- Activity
Tally the lines of the listing that contain the word "based", then give the total and nothing else.

- Material provided
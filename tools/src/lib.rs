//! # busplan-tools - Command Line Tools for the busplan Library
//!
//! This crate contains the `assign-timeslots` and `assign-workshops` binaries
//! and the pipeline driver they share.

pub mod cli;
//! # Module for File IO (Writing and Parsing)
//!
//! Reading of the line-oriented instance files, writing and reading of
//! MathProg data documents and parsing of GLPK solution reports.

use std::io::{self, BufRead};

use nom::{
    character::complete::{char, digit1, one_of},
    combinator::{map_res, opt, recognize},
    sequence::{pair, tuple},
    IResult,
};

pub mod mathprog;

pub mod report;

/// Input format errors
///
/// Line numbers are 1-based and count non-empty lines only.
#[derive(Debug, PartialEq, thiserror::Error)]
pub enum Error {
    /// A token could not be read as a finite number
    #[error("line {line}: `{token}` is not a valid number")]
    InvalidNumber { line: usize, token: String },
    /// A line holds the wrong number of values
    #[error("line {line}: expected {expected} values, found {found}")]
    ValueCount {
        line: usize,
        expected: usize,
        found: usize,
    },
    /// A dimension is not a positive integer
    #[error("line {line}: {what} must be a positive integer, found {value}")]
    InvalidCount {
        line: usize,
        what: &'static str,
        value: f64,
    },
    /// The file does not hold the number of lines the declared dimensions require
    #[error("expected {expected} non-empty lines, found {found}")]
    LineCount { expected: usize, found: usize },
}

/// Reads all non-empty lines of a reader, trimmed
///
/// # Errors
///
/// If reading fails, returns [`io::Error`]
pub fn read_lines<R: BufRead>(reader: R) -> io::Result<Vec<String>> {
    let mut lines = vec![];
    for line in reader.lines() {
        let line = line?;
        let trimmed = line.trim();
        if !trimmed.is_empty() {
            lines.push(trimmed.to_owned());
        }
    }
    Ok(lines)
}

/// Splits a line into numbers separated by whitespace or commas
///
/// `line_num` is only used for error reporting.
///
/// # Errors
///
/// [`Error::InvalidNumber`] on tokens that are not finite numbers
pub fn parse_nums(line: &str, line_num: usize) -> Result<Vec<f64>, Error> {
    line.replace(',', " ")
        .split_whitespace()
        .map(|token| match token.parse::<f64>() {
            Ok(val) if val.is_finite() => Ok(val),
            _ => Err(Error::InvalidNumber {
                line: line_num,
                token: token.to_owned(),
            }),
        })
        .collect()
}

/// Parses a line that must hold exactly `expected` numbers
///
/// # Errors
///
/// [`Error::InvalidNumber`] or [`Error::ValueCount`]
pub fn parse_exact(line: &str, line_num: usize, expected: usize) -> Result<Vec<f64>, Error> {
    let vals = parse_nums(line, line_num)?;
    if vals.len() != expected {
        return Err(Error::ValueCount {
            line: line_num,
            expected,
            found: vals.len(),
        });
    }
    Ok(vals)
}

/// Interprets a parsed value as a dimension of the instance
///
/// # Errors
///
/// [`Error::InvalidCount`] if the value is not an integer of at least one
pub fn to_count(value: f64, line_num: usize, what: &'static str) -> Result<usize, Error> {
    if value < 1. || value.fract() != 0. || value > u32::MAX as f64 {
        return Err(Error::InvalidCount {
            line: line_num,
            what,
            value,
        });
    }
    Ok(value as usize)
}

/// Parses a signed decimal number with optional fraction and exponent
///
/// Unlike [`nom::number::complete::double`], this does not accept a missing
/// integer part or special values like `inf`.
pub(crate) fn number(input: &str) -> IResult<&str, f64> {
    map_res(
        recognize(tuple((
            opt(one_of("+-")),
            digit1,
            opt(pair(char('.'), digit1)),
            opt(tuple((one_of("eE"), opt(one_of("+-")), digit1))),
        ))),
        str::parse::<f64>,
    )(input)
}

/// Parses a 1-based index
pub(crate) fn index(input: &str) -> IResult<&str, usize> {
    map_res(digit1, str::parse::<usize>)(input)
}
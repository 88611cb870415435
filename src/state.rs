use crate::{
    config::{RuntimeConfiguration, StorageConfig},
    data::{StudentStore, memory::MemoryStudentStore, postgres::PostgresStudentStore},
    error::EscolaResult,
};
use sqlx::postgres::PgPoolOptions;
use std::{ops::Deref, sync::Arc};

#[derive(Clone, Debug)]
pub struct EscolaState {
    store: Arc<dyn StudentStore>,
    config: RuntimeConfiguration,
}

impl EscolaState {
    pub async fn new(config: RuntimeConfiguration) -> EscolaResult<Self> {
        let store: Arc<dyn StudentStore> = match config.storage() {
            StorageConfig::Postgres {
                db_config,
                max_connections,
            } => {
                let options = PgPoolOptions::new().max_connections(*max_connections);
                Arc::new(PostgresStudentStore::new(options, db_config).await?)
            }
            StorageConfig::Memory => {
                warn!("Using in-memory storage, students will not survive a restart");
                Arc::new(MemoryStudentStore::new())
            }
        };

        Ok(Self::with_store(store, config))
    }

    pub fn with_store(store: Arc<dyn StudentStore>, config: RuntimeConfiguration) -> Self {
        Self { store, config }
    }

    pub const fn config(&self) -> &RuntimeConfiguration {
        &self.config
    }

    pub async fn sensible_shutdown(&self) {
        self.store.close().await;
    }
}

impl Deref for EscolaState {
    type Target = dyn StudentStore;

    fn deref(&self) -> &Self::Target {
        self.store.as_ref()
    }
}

- Exercise result
2